Lines holding the string "match": copy each one from the listing below.

(GIVEN DATA Opens)

mod role;
mod user;

pub use role::{NewRole, Role};
pub use user::{NewUser, UpdateUser, User};
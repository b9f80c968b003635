//! Logging built on `tracing-subscriber`.
//!
//! - Console output with color control
//! - File output in full, compact or JSON format
//! - Size-based rotation with optional gzip of rotated files

pub mod compression;
pub mod config;
pub mod error;
pub mod rotation;
pub(crate) mod writer;

pub use config::{ConsoleConfig, FileConfig, LogFormat, LoggerConfig, RotationConfig};
pub use error::LoggerError;

use std::io::IsTerminal;

use tracing_subscriber::{
    EnvFilter, Layer, Registry, fmt, layer::SubscriberExt, util::SubscriberInitExt,
};
use writer::RotatingFileWriter;

type BoxedLayer = Box<dyn Layer<Registry> + Send + Sync>;

/// Installs the global subscriber described by `config`.
pub fn init_logger(config: &LoggerConfig) -> Result<(), LoggerError> {
    config.validate()?;

    let filter = EnvFilter::try_new(&config.level)
        .map_err(|e| LoggerError::config(format!("invalid filter '{}': {e}", config.level)))?;

    // File layer goes first so console ANSI settings never leak into span fields on disk
    let mut layers: Vec<BoxedLayer> = Vec::with_capacity(2);
    if config.file.enabled {
        layers.push(file_layer(&config.file)?);
    }
    if config.console.enabled {
        layers.push(console_layer(&config.console));
    }

    tracing_subscriber::registry()
        .with(layers)
        .with(filter)
        .try_init()
        .map_err(|e| LoggerError::Init {
            message: e.to_string(),
        })
}

fn console_layer(config: &ConsoleConfig) -> BoxedLayer {
    let use_ansi = config.colored && std::io::stdout().is_terminal();
    fmt::layer()
        .with_ansi(use_ansi)
        .with_target(true)
        .with_level(true)
        .boxed()
}

fn file_layer(config: &FileConfig) -> Result<BoxedLayer, LoggerError> {
    let writer = RotatingFileWriter::new(config)?;
    let base = fmt::layer().with_ansi(false).with_target(true).with_writer(writer);

    Ok(match config.format {
        LogFormat::Full => base.boxed(),
        LogFormat::Compact => base.compact().boxed(),
        LogFormat::Json => base.json().boxed(),
    })
}
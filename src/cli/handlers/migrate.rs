//! `migrate` command: apply, preview or roll back the embedded migrations

use crate::config::settings::Settings;
use crate::db;
use crate::error::AppResult;

pub struct MigrateCommandHandler {
    config: Settings,
}

impl MigrateCommandHandler {
    pub fn new(config: Settings) -> Self {
        Self { config }
    }

    /// `dry_run` lists pending migrations; `rollback` reverts that many.
    pub async fn execute(&self, dry_run: bool, rollback: Option<u32>) -> AppResult<()> {
        self.config.database.validate()?;
        let database_url = self.config.database.connection_url()?;

        if dry_run {
            return Self::show_pending(database_url).await;
        }

        match rollback {
            Some(steps) => Self::rollback(database_url, steps).await,
            None => Self::apply(database_url).await,
        }
    }

    async fn show_pending(database_url: String) -> AppResult<()> {
        println!("Checking for pending migrations...");
        let pending = db::pending_migrations(database_url).await?;

        if pending.is_empty() {
            println!("✓ No pending migrations - database is up to date");
        } else {
            println!("Found {} pending migration(s):", pending.len());
            for name in &pending {
                println!("  - {name}");
            }
            println!("\nRun without --dry-run to apply them");
        }
        Ok(())
    }

    async fn apply(database_url: String) -> AppResult<()> {
        println!("Running database migrations...");
        let applied = db::run_migrations(database_url).await?;

        if applied.is_empty() {
            println!("✓ No migrations to apply - database is already up to date");
        } else {
            println!("✓ Applied {} migration(s):", applied.len());
            for version in &applied {
                println!("  - {version}");
            }
        }
        tracing::info!(applied = applied.len(), "Migrations applied");
        Ok(())
    }

    async fn rollback(database_url: String, steps: u32) -> AppResult<()> {
        println!("Rolling back {steps} migration(s)...");
        let reverted = db::revert_migrations(database_url, steps as usize).await?;

        println!("✓ Rolled back {} migration(s):", reverted.len());
        for version in &reverted {
            println!("  - {version}");
        }
        tracing::warn!(reverted = reverted.len(), "Migrations rolled back");
        Ok(())
    }

    pub fn config(&self) -> &Settings {
        &self.config
    }
}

(GIVEN DATA Closes)

[RESULT OF THE TASK]:
    Ok(match config.format {
        match rollback {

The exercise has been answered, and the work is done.